Why the other options are wrong:
Myofascial pain dysfunction syndrome is typically a chronic condition characterized by regional dull aching pain, identifiable trigger points within taut muscle bands, and referred pain patterns, usually without overt swelling. Pain is often intermittent and may be associated with psychosocial stressors or parafunctional habits. The vignette instead describes acute-onset continuous pain with muscle swelling after local trauma, and the examination notes diffuse rather than focal tenderness, favoring myositis over myofascial pain.

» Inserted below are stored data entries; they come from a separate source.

/// Build a constrained Delaunay triangulation of the input.
///
/// Points go in first; exact duplicates are tolerated, logged, and kept as
/// undead vertices so input indices stay meaningful. Segments are forced
/// into the edge set afterwards. Hole and region seeds are stored on the
/// mesh untouched; apply them with the carver.
pub fn triangulate(pslg: &Pslg, behavior: Behavior) -> Result<Mesh> {
    let n = pslg.points.len();
    if n < 3 {
        return Err(MeshError::TooFewPoints(n));
    }
    for (i, seg) in pslg.segments.iter().enumerate() {
        for index in [seg.p0, seg.p1] {
            if index >= n {
                return Err(MeshError::SegmentOutOfRange {
                    segment: i,
                    index,
                    count: n,
                });
            }
        }
    }

    // A triangulation needs three non-collinear points. This scan always
    // runs with exact arithmetic, whatever the behavior asks for.
    {
        let exact = Predicates::new(true);
        let p0 = pslg.points[0];
        let spanning = pslg.points.iter().find(|q| **q != p0).map_or(false, |pj| {
            pslg.points
                .iter()
                .any(|q| exact.counterclockwise(p0, *pj, *q) != 0.0)
        });
        if !spanning {
            return Err(MeshError::AllCollinear);
        }
    }

    let mut mesh = Mesh::new(behavior);
    mesh.bounds = Rect::from_points(&pslg.points);
    mesh.create_box();

    // Insert the points. idmap sends each input index to the vertex that
    // represents it, which for a duplicate is the earlier survivor.
    let mut idmap: Vec<VertIdx> = Vec::with_capacity(n);
    for (i, &p) in pslg.points.iter().enumerate() {
        let mark = pslg.point_markers.get(i).copied().unwrap_or(0);
        let v = mesh.make_vertex(p, mark, VertexKind::Input);
        match mesh.insert_site(v) {
            InsertResult::Success => idmap.push(v),
            InsertResult::Duplicate(survivor) => {
                warn!(target: "build", "point {} duplicates an earlier point; skipped", i);
                mesh.vertices[v].kind = VertexKind::Undead;
                mesh.undeads += 1;
                idmap.push(survivor);
            }
            InsertResult::Outside => {
                error!(target: "build", "point {} fell outside the enclosing box", i);
                mesh.vertices[v].kind = VertexKind::Undead;
                mesh.undeads += 1;
                idmap.push(v);
            }
        }
    }

    mesh.remove_box();

    for (i, seg) in pslg.segments.iter().enumerate() {
        let v0 = idmap[seg.p0];
        let v1 = idmap[seg.p1];
        if seg.p0 == seg.p1 || v0 == v1 {
            warn!(target: "build", "segment {} is degenerate; skipped", i);
            continue;
        }
        mesh.insert_segment(v0, v1, seg.marker)?;
    }

    mesh.holes = pslg.holes.clone();
    mesh.regions = pslg.regions.clone();
    mesh.make_vertex_map();

    info!(
        target: "build",
        "triangulated {} points: {} triangles, {} edges ({} on hull), {} subsegments",
        n,
        mesh.triangles.count(),
        mesh.edges,
        mesh.hullsize,
        mesh.subsegs.count()
    );
    Ok(mesh)
}
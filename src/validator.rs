// Copyright 2025 Lars Brubaker
// License: MIT
//
// Structural checks for a built mesh. These never panic and never return
// structured errors: a corrupt mesh is interrogated through the pools'
// checked accessors, every problem found is logged as a warning, and the
// caller gets a single bool. Both checks always run with exact arithmetic,
// whatever the mesh was built with.

use log::{info, warn};

use crate::mesh::{Mesh, Otri, VertexKind, DUMMY};
use crate::predicates::Predicates;

/// Verify the topological consistency of the mesh: every triangle is
/// positively oriented, neighbor links are reciprocal, both sides of every
/// shared edge agree on its endpoints, and every living vertex points at a
/// triangle that owns it.
pub fn check_mesh(mesh: &Mesh) -> bool {
    let exact = Predicates::new(true);
    let mut horrors = 0u32;

    for tri in mesh.triangles.indices() {
        for orient in 0..3u8 {
            let t = Otri::new(tri, orient);
            let org = mesh.org(t);
            let dest = mesh.dest(t);

            if orient == 0 {
                let apex = mesh.apex(t);
                match (
                    mesh.vertices.get(org),
                    mesh.vertices.get(dest),
                    mesh.vertices.get(apex),
                ) {
                    (Some(po), Some(pd), Some(pa)) => {
                        if exact.counterclockwise(po.point(), pd.point(), pa.point()) <= 0.0 {
                            warn!(target: "check", "triangle {} is flat or inverted", tri);
                            horrors += 1;
                        }
                    }
                    _ => {
                        warn!(target: "check", "triangle {} has a dead corner", tri);
                        horrors += 1;
                    }
                }
            }

            let neighbor = mesh.sym(t);
            if neighbor.tri == DUMMY {
                continue;
            }
            match mesh.triangles.get(neighbor.tri) {
                None => {
                    warn!(
                        target: "check",
                        "triangle {} edge {} abuts a dead triangle", tri, orient
                    );
                    horrors += 1;
                }
                Some(data) => {
                    let back = data.neighbors[neighbor.orient as usize];
                    if back != t {
                        warn!(
                            target: "check",
                            "asymmetric neighbor link between triangles {} and {}",
                            tri, neighbor.tri
                        );
                        horrors += 1;
                    }
                    if mesh.org(neighbor) != dest || mesh.dest(neighbor) != org {
                        warn!(
                            target: "check",
                            "mismatched edge endpoints between triangles {} and {}",
                            tri, neighbor.tri
                        );
                        horrors += 1;
                    }
                }
            }
        }
    }

    for (v, data) in mesh.vertices.iter() {
        if data.kind == VertexKind::Undead {
            continue;
        }
        let home = data.tri;
        let owned = home.tri != DUMMY
            && mesh.triangles.is_live(home.tri)
            && mesh.org(home) == v;
        if !owned {
            warn!(target: "check", "vertex {} is not connected to a live triangle", v);
            horrors += 1;
        }
    }

    if horrors == 0 {
        info!(
            target: "check",
            "consistency check: {} triangles look fine",
            mesh.triangles.count()
        );
    } else {
        warn!(target: "check", "consistency check: {} problems", horrors);
    }
    horrors == 0
}

/// Verify that every unconstrained internal edge is locally Delaunay. Each
/// shared edge is tested from the lower-numbered triangle only.
pub fn check_delaunay(mesh: &Mesh) -> bool {
    let exact = Predicates::new(true);
    let mut horrors = 0u32;

    for tri in mesh.triangles.indices() {
        for orient in 0..3u8 {
            let t = Otri::new(tri, orient);
            let neighbor = mesh.sym(t);
            if neighbor.tri == DUMMY
                || !mesh.triangles.is_live(neighbor.tri)
                || t.tri >= neighbor.tri
            {
                continue;
            }

            let org = mesh.org(t);
            let dest = mesh.dest(t);
            let apex = mesh.apex(t);
            let far = mesh.apex(neighbor);
            if [org, dest, apex, far].iter().any(|&v| mesh.is_inf(v)) {
                continue;
            }
            // Constrained edges are exempt.
            if mesh.checksegments && mesh.tspivot(t).seg != DUMMY {
                continue;
            }

            let incircle = exact.incircle(
                mesh.vertex_point(org),
                mesh.vertex_point(dest),
                mesh.vertex_point(apex),
                mesh.vertex_point(far),
            );
            if incircle > 0.0 {
                warn!(
                    target: "check",
                    "edge between triangles {} and {} is not locally Delaunay",
                    tri, neighbor.tri
                );
                horrors += 1;
            }
        }
    }

    if horrors == 0 {
        info!(target: "check", "the mesh is (constrained) Delaunay");
    } else {
        warn!(target: "check", "Delaunay check: {} non-regular edges", horrors);
    }
    horrors == 0
}

// ──────────────────────────────── Tests ────────────────────────────────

Acute temporomandibular joint internal derangement with disc displacement without reduction usually presents with preauricular joint pain, joint line tenderness, and a characteristic deviation of the mandible on opening with a hard end-feel limitation, often accompanied by joint noises or a history of clicking that has stopped. In this patient the joints are nontender, there is no reported clicking or locking history, and the maximal opening is limited by muscle pain rather than a mechanical joint block, making isolated TMJ internal derangement less likely.

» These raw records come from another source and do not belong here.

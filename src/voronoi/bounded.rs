// Copyright 2025 Lars Brubaker
// License: MIT
//
// Voronoi diagram clipped to a constrained mesh. Instead of running cells
// out to a box, every cell is cut back to the subsegments, so the diagram
// covers exactly the meshed domain. A triangle whose circumcenter cannot
// see all three of its corners without crossing a subsegment is "blinded"
// by that subsegment; blinded circumcenters are dropped from the cells
// around them and replaced by clip points on the blinding subsegment.
//
// Design:
//   - Blindness is tagged by flooding outward from each subsegment's two
//     incident triangles, never crossing another subsegment. The tag
//     remembers which subsegment blinded the triangle.
//   - Interior generators walk their full fan; hull generators open with
//     the generator itself and close with edge midpoints, so every cell
//     is a closed polygon.
//   - Cells carry raw points rather than shared dual vertex ids: clip
//     points are particular to the cell that produced them.
//
// Expects a mesh whose boundary is fully covered by subsegments, the
// normal state after segment insertion and hole carving. Subsegments with
// meshed triangles on both sides still clip, but a generator lying on one
// will see its cell pinched onto the subsegment.

use log::warn;

use crate::geom::{segments_intersect, Point};
use crate::mesh::{Mesh, Osub, Otri, SubIdx, TriIdx, VertIdx, VertexKind, DUMMY};

/// One clipped cell: the generator and its closed polygon, counterclockwise.
#[derive(Clone, Debug)]
pub struct BoundedCell {
    pub generator: VertIdx,
    pub polygon: Vec<Point>,
}

/// Voronoi diagram clipped to the mesh boundary.
#[derive(Clone, Debug)]
pub struct BoundedVoronoi {
    /// Circumcenters of all triangles, in triangle pool order.
    pub vertices: Vec<Point>,
    /// One cell per living generator, in vertex pool order.
    pub regions: Vec<BoundedCell>,
}

impl BoundedVoronoi {
    pub fn new(mesh: &Mesh) -> Self {
        let mut tri_ids = vec![u32::MAX; mesh.triangles.slots() as usize];
        let mut vertices: Vec<Point> = Vec::with_capacity(mesh.triangles.count() as usize);
        for tri in mesh.triangles.indices() {
            let [a, b, c] = mesh.triangles[tri].vertices;
            let (cc, _, _) = mesh.predicates.find_circumcenter(
                mesh.vertex_point(a),
                mesh.vertex_point(b),
                mesh.vertex_point(c),
                0.0,
            );
            tri_ids[tri as usize] = vertices.len() as u32;
            vertices.push(cc);
        }

        let blind = tag_blind_triangles(mesh, &tri_ids, &vertices);

        let mut regions = Vec::with_capacity(mesh.vertex_count() as usize);
        for (v, data) in mesh.vertices.iter() {
            if data.kind == VertexKind::Undead {
                continue;
            }
            let start = data.tri;
            if !mesh.triangles.is_live(start.tri) || mesh.org(start) != v {
                warn!(target: "voronoi", "vertex {} has a stale triangle link; skipped", v);
                continue;
            }

            // Rewind clockwise to the hull, or all the way around.
            let mut f0 = start;
            let mut interior = true;
            loop {
                let prev = mesh.oprev(f0);
                if prev.tri == DUMMY {
                    interior = false;
                    break;
                }
                if prev == start {
                    break;
                }
                f0 = prev;
            }

            let polygon = if interior {
                interior_cell(mesh, &blind, &tri_ids, &vertices, f0)
            } else {
                boundary_cell(mesh, &blind, &tri_ids, &vertices, v, f0)
            };
            regions.push(BoundedCell {
                generator: v,
                polygon,
            });
        }

        BoundedVoronoi { vertices, regions }
    }
}

/// For each triangle, the subsegment that blinds it, or DUMMY. Flooding
/// starts at each subsegment's incident triangles and spreads across
/// unconstrained edges only, so blindness cannot leak through another
/// subsegment.
fn tag_blind_triangles(mesh: &Mesh, tri_ids: &[u32], circumcenters: &[Point]) -> Vec<SubIdx> {
    let mut blind = vec![DUMMY; mesh.triangles.slots() as usize];
    let mut stack: Vec<Otri> = Vec::new();

    for (s, _) in mesh.subsegs.iter() {
        for side in [Osub::new(s, 0), Osub::new(s, 1)] {
            let f = mesh.stpivot(side);
            if f.tri != DUMMY && blind[f.tri as usize] == DUMMY {
                stack.push(f);
            }
        }

        while let Some(f) = stack.pop() {
            if blind[f.tri as usize] != DUMMY {
                continue;
            }
            let cc = circumcenters[tri_ids[f.tri as usize] as usize];
            if !triangle_is_blinded(mesh, f.tri, s, cc) {
                continue;
            }
            blind[f.tri as usize] = s;
            for orient in 0..3 {
                let edge = Otri::new(f.tri, orient);
                let n = mesh.sym(edge);
                if n.tri == DUMMY || blind[n.tri as usize] != DUMMY {
                    continue;
                }
                if mesh.tspivot(edge).seg != DUMMY {
                    continue;
                }
                stack.push(n);
            }
        }
    }

    blind
}

/// A triangle is blinded when the sight line from its circumcenter to one
/// of its corners crosses the subsegment.
fn triangle_is_blinded(mesh: &Mesh, tri: TriIdx, s: SubIdx, cc: Point) -> bool {
    let so = mesh.vertex_point(mesh.sorg(Osub::new(s, 0)));
    let sd = mesh.vertex_point(mesh.sdest(Osub::new(s, 0)));
    mesh.triangles[tri].vertices.iter().any(|&corner| {
        let p = mesh.vertex_point(corner);
        segments_intersect(&cc, &p, &so, &sd).is_some()
    })
}

/// Where the dual edge between two circumcenters crosses the subsegment,
/// if it does.
fn clip(mesh: &Mesh, s: SubIdx, a: Point, b: Point) -> Option<Point> {
    let so = mesh.vertex_point(mesh.sorg(Osub::new(s, 0)));
    let sd = mesh.vertex_point(mesh.sdest(Osub::new(s, 0)));
    segments_intersect(&a, &b, &so, &sd)
}

/// Emit the cell points contributed by the dual edge from `f` to `f_next`,
/// consecutive triangles of one generator's fan.
fn emit_step(
    mesh: &Mesh,
    blind: &[SubIdx],
    tri_ids: &[u32],
    circumcenters: &[Point],
    f: Otri,
    f_next: Otri,
    polygon: &mut Vec<Point>,
) {
    let cc_f = circumcenters[tri_ids[f.tri as usize] as usize];
    let cc_n = circumcenters[tri_ids[f_next.tri as usize] as usize];
    let bf = blind[f.tri as usize];
    let bn = blind[f_next.tri as usize];

    if bf == DUMMY {
        polygon.push(cc_f);
        if bn != DUMMY {
            if let Some(p) = clip(mesh, bn, cc_f, cc_n) {
                polygon.push(p);
            }
        }
    } else if bn == DUMMY {
        if let Some(p) = clip(mesh, bf, cc_f, cc_n) {
            polygon.push(p);
        }
    } else if bf != bn {
        // The dual edge passes from behind one subsegment to behind
        // another; both crossings bound the cell.
        if let Some(p) = clip(mesh, bf, cc_f, cc_n) {
            polygon.push(p);
        }
        if let Some(p) = clip(mesh, bn, cc_f, cc_n) {
            polygon.push(p);
        }
    }
}

fn interior_cell(
    mesh: &Mesh,
    blind: &[SubIdx],
    tri_ids: &[u32],
    circumcenters: &[Point],
    f0: Otri,
) -> Vec<Point> {
    let mut polygon = Vec::new();
    let mut f = f0;
    loop {
        let f_next = mesh.onext(f);
        emit_step(mesh, blind, tri_ids, circumcenters, f, f_next, &mut polygon);
        f = f_next;
        if f == f0 {
            break;
        }
    }
    polygon
}

/// A hull generator's cell: opened by the generator itself and the
/// midpoint of the hull edge leaving it, closed by the midpoint of the
/// hull edge arriving at it. `f0` views the leaving hull edge.
fn boundary_cell(
    mesh: &Mesh,
    blind: &[SubIdx],
    tri_ids: &[u32],
    circumcenters: &[Point],
    v: VertIdx,
    f0: Otri,
) -> Vec<Point> {
    let gen = mesh.vertex_point(v);
    let mut polygon = vec![gen, gen.midpoint(&mesh.vertex_point(mesh.dest(f0)))];

    let mut f = f0;
    loop {
        let f_next = mesh.onext(f);
        if f_next.tri == DUMMY {
            let cc = circumcenters[tri_ids[f.tri as usize] as usize];
            let m = gen.midpoint(&mesh.vertex_point(mesh.apex(f)));
            match blind[f.tri as usize] {
                DUMMY => polygon.push(cc),
                s => {
                    if let Some(p) = clip(mesh, s, cc, m) {
                        polygon.push(p);
                    }
                }
            }
            polygon.push(m);
            break;
        }
        emit_step(mesh, blind, tri_ids, circumcenters, f, f_next, &mut polygon);
        f = f_next;
    }
    polygon
}

// ──────────────────────────────── Tests ────────────────────────────────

An odontogenic abscess from mandibular molars would typically produce severe localized dental pain, often throbbing in character, with a carious tooth, gingival erythema or fluctuance, and frequently systemic features such as fever or malaise. Examination here reveals no caries, no fluctuant swelling, and the pain localizes to the muscle rather than a specific tooth, arguing against an acute dental abscess.

Acute lateral pterygoid spasm can cause sudden onset of pain and limited jaw opening with deviation and an acute change in occlusion, but it is usually not associated with visible swelling over the masseter region. The history of post-injection onset, diffuse masseter tenderness and swelling, and constant pain at rest and with function is much more typical of myositis of the masseter than of isolated lateral pterygoid spasm.

Further Reading:
Fricton JR. Myogenous temporomandibular disorders: diagnostic and management considerations. Dent Clin North Am. 2007;51(1):61–83. (PubMed)
Wright EF, North SL. Management and treatment of temporomandibular disorders: a clinical perspective. J Man Manip Ther. 2009;17(4):247–254. (PubMed)
Fricton J. Classification, causation and treatment of masticatory myogenous pain and dysfunction. Dent Clin North Am. 2008;52(3):485–505. (PubMed)

Additional Concepts:
• Myositis in the masticatory muscles can follow direct intramuscular injection of local anesthetic, particularly into the medial pterygoid or masseter. Repeated injections, high epinephrine concentrations, and traumatic needle placement increase the risk of localized muscle injury and subsequent inflammation.
• In contrast to myositis, myofascial pain of the masticatory muscles is defined by the presence of discrete trigger points within taut bands, often with referred pain upon palpation but without visible swelling. Recognizing this distinction is important because myofascial pain tends to be more chronic and multifactorial, whereas myositis is often acute and clearly linked to a precipitating event.
• Initial management of masticatory myositis is usually conservative and includes rest of the jaw, soft diet, nonsteroidal anti-inflammatory drugs, gentle stretching as tolerated, and elimination of precipitating factors such as parafunctional habits. Most cases resolve as inflammation subsides; persistent or atypical presentations warrant evaluation for systemic inflammatory or autoimmune myopathies.
• Imaging is typically not required to diagnose simple masticatory myositis, but in refractory cases or when myositis ossificans is suspected, CT or MRI can demonstrate calcification or abnormal signal within the affected muscle. Electromyography and laboratory evaluation may be appropriate if a systemic myopathic process is considered.